*REQUIREMENT*
Once you have checked each line below, report only the number of lines that contain the word "Hard".

(Stored data entries)

.....

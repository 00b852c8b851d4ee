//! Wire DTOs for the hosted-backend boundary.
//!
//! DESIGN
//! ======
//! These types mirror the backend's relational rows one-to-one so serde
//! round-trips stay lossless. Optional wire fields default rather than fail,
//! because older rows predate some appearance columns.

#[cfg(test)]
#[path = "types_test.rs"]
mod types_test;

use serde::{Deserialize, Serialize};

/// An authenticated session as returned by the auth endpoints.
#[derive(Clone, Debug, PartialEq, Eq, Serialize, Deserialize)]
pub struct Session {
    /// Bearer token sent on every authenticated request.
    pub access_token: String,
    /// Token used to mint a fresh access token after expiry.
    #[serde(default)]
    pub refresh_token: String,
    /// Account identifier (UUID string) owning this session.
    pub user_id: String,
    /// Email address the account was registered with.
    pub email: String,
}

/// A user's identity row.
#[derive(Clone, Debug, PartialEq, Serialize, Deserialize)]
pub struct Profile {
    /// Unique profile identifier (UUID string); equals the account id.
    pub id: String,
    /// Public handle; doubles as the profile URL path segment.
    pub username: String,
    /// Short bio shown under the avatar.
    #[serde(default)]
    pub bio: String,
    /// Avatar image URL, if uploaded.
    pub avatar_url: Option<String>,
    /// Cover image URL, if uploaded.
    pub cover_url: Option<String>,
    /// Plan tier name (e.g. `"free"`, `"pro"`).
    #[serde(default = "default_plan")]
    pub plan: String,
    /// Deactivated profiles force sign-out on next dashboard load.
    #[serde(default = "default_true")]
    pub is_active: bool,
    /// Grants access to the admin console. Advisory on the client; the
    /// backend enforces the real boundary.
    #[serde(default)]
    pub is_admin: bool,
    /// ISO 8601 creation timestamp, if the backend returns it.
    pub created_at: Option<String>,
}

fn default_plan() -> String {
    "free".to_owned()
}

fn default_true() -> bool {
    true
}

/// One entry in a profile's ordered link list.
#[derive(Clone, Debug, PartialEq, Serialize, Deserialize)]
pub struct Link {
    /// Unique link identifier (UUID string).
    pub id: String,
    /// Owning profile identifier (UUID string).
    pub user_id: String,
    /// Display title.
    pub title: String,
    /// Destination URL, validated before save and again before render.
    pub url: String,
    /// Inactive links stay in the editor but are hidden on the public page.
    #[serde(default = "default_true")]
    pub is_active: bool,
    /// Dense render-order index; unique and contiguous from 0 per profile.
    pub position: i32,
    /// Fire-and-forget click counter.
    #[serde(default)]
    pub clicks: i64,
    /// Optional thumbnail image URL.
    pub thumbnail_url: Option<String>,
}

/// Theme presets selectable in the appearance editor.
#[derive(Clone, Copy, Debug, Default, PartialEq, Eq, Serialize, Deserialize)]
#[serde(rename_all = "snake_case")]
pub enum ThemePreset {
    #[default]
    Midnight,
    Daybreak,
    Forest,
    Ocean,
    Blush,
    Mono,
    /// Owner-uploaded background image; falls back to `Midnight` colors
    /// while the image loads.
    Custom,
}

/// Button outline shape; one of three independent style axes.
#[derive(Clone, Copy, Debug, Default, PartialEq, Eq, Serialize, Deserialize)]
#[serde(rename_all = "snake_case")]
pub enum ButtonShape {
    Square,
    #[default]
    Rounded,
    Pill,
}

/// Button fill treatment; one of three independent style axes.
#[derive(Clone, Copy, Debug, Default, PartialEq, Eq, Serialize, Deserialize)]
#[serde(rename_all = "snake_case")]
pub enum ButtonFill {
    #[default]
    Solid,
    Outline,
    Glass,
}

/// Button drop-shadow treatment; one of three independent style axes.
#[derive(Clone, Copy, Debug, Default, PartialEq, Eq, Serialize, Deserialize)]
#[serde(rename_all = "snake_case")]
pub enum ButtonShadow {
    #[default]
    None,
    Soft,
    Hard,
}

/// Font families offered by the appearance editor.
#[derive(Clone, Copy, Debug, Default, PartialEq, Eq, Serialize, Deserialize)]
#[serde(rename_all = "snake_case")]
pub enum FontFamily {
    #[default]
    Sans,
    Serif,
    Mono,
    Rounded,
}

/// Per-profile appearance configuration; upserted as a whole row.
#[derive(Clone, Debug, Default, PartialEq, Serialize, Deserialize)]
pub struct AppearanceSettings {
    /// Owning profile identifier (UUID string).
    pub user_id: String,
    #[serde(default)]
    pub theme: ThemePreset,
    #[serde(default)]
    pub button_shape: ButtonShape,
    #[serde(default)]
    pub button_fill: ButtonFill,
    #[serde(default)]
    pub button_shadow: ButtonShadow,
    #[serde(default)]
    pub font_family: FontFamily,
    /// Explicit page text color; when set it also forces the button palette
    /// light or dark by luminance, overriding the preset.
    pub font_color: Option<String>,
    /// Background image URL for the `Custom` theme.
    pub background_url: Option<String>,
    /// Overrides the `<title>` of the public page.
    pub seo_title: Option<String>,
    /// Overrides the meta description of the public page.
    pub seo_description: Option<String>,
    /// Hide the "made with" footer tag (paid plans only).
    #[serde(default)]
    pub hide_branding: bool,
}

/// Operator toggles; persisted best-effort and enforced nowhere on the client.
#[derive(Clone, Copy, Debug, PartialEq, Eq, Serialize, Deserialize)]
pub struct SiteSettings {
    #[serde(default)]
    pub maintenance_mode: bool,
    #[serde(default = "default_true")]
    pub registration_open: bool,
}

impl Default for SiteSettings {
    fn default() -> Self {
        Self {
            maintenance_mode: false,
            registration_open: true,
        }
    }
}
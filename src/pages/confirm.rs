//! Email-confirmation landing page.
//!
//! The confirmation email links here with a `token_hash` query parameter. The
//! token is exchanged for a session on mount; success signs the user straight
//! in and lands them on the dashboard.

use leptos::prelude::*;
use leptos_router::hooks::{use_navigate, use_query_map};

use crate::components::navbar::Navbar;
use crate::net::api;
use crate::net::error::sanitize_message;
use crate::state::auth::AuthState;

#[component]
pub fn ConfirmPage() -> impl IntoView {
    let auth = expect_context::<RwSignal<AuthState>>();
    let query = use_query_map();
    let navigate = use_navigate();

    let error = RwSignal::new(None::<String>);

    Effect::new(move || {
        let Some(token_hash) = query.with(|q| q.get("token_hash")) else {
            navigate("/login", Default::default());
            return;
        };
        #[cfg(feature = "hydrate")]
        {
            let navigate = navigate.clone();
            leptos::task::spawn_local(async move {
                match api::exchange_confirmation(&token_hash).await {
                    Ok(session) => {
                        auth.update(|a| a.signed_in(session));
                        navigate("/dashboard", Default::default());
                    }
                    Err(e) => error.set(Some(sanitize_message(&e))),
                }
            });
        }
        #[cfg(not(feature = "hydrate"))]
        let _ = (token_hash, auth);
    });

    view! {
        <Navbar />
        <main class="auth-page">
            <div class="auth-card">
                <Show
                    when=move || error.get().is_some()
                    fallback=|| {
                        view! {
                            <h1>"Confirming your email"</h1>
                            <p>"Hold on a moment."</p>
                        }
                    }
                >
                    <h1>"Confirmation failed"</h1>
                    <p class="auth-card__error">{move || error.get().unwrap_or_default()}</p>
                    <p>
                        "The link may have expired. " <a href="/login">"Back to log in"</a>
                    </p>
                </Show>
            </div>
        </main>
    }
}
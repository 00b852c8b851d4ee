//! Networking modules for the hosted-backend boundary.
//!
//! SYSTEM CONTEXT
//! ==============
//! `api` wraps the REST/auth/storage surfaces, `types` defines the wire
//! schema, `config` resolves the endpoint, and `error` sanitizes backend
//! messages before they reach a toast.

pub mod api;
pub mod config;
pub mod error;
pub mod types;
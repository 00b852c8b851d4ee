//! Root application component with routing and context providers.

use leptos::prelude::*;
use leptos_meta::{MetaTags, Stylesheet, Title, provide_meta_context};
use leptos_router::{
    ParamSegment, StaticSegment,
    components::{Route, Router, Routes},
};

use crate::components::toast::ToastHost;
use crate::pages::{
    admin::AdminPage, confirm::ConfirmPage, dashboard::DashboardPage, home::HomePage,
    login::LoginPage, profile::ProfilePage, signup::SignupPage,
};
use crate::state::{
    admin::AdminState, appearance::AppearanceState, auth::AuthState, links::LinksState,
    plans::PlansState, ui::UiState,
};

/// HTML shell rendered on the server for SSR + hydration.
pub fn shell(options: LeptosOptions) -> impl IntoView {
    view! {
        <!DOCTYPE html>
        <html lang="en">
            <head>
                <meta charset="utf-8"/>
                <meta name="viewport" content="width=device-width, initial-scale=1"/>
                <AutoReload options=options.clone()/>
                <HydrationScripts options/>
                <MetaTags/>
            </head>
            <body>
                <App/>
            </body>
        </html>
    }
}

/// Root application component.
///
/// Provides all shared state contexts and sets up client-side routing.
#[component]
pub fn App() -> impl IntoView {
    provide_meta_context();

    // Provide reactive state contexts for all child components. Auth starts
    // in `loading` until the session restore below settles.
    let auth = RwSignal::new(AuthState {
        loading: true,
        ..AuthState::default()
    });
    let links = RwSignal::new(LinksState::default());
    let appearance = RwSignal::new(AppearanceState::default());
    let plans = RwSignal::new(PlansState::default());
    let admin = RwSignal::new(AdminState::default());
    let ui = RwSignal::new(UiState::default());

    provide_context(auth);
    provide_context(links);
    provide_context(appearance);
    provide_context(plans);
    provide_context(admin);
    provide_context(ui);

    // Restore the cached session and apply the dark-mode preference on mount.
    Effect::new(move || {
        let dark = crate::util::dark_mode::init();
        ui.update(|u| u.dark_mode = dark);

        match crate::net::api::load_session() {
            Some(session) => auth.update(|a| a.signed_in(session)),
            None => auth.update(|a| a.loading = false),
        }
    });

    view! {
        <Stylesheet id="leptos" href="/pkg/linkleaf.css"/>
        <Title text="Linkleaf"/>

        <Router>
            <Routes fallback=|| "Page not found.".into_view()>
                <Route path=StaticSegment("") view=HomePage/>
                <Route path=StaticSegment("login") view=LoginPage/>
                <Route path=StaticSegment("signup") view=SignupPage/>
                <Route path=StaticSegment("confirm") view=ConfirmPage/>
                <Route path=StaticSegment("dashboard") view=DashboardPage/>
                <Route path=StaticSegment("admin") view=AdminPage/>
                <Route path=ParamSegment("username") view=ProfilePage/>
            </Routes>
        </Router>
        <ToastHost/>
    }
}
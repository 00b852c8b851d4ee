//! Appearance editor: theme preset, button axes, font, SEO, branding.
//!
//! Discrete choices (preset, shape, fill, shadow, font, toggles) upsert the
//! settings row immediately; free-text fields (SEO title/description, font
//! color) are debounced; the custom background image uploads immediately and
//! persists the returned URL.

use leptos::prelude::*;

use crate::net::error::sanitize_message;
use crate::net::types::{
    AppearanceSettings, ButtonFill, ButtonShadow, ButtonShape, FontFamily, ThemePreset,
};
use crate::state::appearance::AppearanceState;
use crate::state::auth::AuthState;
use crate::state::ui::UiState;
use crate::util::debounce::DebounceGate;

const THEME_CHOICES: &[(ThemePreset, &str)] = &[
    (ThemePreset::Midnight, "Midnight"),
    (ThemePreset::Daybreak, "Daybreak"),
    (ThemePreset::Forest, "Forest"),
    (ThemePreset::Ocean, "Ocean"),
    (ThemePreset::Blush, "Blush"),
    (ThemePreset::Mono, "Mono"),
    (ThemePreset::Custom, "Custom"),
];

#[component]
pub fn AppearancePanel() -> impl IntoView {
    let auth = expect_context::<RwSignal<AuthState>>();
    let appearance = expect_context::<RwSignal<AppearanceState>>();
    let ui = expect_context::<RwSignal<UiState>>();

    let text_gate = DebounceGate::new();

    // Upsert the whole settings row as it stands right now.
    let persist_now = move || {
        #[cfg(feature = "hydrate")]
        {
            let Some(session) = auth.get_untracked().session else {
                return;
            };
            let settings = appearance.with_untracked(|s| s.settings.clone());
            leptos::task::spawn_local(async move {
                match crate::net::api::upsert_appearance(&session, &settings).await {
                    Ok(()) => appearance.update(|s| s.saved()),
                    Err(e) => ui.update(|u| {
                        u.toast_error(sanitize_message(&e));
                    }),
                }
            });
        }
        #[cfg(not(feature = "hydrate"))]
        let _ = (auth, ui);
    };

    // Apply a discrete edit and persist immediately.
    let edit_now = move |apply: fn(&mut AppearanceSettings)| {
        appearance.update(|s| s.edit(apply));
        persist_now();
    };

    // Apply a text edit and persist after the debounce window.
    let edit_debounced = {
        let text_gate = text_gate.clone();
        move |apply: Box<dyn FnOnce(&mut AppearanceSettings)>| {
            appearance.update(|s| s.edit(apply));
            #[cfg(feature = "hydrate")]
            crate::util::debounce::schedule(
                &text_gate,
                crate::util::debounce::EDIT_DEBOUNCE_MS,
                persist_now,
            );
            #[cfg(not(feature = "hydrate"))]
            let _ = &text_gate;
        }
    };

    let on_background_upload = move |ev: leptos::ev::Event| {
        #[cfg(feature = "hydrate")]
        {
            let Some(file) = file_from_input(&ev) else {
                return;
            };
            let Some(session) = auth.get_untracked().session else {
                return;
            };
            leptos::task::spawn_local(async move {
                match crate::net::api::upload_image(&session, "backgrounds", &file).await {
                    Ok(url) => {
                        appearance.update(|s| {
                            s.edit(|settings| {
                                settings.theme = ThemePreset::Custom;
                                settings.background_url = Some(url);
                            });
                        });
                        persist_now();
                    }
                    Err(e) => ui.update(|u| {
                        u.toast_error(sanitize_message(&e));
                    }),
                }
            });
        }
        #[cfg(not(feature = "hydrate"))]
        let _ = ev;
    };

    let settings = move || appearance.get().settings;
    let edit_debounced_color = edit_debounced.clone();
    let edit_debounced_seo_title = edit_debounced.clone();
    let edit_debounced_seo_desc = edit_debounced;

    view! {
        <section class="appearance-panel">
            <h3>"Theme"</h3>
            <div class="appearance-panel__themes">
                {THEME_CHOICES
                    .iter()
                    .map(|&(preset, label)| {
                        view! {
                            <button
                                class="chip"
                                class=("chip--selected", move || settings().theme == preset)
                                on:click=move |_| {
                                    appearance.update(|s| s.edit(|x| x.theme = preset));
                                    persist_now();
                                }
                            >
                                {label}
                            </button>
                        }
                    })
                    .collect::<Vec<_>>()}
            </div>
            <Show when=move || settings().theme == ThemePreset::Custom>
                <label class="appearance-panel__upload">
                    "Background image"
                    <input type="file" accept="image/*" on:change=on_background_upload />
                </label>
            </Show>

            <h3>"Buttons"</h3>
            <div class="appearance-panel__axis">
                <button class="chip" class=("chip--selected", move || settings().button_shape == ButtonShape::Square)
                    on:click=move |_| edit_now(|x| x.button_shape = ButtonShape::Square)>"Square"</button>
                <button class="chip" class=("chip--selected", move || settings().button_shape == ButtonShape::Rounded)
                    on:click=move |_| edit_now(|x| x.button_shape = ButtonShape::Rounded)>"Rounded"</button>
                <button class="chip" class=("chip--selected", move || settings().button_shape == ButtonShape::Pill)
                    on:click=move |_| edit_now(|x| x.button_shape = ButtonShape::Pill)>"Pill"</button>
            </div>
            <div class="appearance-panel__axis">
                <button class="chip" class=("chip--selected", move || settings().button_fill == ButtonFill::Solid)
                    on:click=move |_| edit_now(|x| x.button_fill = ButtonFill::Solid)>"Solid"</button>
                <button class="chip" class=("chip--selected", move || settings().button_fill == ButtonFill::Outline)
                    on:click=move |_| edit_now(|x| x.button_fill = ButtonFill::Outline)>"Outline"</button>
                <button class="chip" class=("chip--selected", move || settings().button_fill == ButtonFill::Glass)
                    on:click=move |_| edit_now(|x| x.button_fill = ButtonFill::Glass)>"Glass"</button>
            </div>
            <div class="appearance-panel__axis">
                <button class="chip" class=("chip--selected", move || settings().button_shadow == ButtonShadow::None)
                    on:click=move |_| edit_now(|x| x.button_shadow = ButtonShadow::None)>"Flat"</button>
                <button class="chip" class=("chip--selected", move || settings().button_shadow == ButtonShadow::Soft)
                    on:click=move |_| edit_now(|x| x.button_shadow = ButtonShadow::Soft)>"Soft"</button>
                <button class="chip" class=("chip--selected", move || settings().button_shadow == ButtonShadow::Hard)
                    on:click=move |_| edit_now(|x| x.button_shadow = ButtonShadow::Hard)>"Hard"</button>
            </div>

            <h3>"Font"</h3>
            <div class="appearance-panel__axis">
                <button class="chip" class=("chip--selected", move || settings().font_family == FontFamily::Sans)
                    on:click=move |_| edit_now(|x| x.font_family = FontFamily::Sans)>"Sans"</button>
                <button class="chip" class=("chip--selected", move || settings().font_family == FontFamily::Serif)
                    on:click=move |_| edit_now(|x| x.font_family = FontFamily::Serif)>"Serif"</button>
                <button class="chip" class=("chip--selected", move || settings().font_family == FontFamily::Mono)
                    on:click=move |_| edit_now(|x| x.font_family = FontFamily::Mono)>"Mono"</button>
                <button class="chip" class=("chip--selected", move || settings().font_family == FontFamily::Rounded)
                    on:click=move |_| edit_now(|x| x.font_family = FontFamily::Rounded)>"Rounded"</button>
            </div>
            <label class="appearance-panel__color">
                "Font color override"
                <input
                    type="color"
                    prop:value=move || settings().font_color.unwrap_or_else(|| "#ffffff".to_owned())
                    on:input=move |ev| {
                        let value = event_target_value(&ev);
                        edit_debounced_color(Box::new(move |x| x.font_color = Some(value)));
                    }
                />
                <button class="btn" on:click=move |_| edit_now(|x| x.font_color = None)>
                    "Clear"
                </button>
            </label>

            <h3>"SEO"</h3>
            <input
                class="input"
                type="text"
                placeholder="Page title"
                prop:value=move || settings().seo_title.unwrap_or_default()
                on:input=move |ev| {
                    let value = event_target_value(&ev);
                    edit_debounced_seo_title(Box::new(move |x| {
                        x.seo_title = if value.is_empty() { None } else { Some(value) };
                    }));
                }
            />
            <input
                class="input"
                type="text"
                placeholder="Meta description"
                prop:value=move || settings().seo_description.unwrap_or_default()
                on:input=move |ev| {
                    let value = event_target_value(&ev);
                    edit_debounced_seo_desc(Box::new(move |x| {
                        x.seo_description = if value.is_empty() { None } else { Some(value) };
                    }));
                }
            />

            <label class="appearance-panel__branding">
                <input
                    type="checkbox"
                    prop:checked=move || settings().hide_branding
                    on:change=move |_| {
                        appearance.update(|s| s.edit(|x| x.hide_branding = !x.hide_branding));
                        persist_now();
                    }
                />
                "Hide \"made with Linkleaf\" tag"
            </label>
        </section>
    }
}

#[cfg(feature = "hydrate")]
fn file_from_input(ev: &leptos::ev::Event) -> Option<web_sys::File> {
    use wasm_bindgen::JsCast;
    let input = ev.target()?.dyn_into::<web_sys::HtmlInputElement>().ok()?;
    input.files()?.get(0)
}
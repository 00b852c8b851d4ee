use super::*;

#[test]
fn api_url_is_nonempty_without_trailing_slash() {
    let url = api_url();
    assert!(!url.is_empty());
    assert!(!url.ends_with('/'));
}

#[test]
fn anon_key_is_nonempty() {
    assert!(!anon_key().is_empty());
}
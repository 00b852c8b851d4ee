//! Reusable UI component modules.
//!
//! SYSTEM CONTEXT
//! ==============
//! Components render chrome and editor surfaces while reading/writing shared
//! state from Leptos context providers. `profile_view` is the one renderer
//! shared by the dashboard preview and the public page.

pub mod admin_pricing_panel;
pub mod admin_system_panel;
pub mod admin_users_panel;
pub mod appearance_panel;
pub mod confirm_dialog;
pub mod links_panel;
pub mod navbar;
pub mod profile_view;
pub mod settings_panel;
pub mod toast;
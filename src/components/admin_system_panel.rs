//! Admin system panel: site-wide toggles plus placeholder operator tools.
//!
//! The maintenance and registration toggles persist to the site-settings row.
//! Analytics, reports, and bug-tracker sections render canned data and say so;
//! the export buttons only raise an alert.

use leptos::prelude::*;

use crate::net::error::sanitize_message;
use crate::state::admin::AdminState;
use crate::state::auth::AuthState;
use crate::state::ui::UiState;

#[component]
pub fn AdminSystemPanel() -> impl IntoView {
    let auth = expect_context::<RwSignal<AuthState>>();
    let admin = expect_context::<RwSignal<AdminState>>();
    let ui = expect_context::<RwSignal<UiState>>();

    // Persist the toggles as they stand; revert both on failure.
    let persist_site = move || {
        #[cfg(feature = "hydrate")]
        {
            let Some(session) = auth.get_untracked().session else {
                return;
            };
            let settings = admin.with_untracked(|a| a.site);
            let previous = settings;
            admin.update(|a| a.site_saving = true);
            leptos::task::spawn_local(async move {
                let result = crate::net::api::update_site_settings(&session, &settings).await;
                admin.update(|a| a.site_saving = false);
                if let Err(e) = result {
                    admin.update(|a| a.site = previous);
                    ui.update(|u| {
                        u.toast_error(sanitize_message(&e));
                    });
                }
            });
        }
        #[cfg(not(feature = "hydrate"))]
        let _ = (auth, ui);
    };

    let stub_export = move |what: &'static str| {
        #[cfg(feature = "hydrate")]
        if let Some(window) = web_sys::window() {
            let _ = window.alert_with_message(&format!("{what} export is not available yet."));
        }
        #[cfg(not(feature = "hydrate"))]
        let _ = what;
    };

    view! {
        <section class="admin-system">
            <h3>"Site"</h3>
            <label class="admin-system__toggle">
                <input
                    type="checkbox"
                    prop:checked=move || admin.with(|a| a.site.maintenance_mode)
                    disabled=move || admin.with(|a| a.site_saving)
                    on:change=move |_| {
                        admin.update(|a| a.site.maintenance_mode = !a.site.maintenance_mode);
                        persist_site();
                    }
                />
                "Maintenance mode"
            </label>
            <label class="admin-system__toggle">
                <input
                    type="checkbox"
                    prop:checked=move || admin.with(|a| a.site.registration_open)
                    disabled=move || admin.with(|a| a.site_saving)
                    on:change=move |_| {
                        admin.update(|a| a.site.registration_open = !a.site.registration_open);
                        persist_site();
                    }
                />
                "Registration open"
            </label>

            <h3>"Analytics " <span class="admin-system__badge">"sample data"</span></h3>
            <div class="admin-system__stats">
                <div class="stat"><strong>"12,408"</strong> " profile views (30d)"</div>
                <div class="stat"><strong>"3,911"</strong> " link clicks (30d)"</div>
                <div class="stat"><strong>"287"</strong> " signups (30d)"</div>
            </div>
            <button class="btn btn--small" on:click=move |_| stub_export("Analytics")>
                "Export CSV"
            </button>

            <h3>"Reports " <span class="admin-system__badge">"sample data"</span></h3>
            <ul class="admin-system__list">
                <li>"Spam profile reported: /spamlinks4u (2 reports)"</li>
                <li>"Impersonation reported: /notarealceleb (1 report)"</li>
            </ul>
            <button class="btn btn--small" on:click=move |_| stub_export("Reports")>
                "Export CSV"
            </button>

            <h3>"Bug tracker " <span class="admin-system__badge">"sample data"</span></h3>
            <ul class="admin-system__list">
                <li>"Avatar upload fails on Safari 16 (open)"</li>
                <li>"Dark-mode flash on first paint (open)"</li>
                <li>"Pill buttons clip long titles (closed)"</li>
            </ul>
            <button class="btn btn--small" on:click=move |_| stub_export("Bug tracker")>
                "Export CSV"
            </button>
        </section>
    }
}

.....

*SOLUTION FOR THIS EXERCISE*
3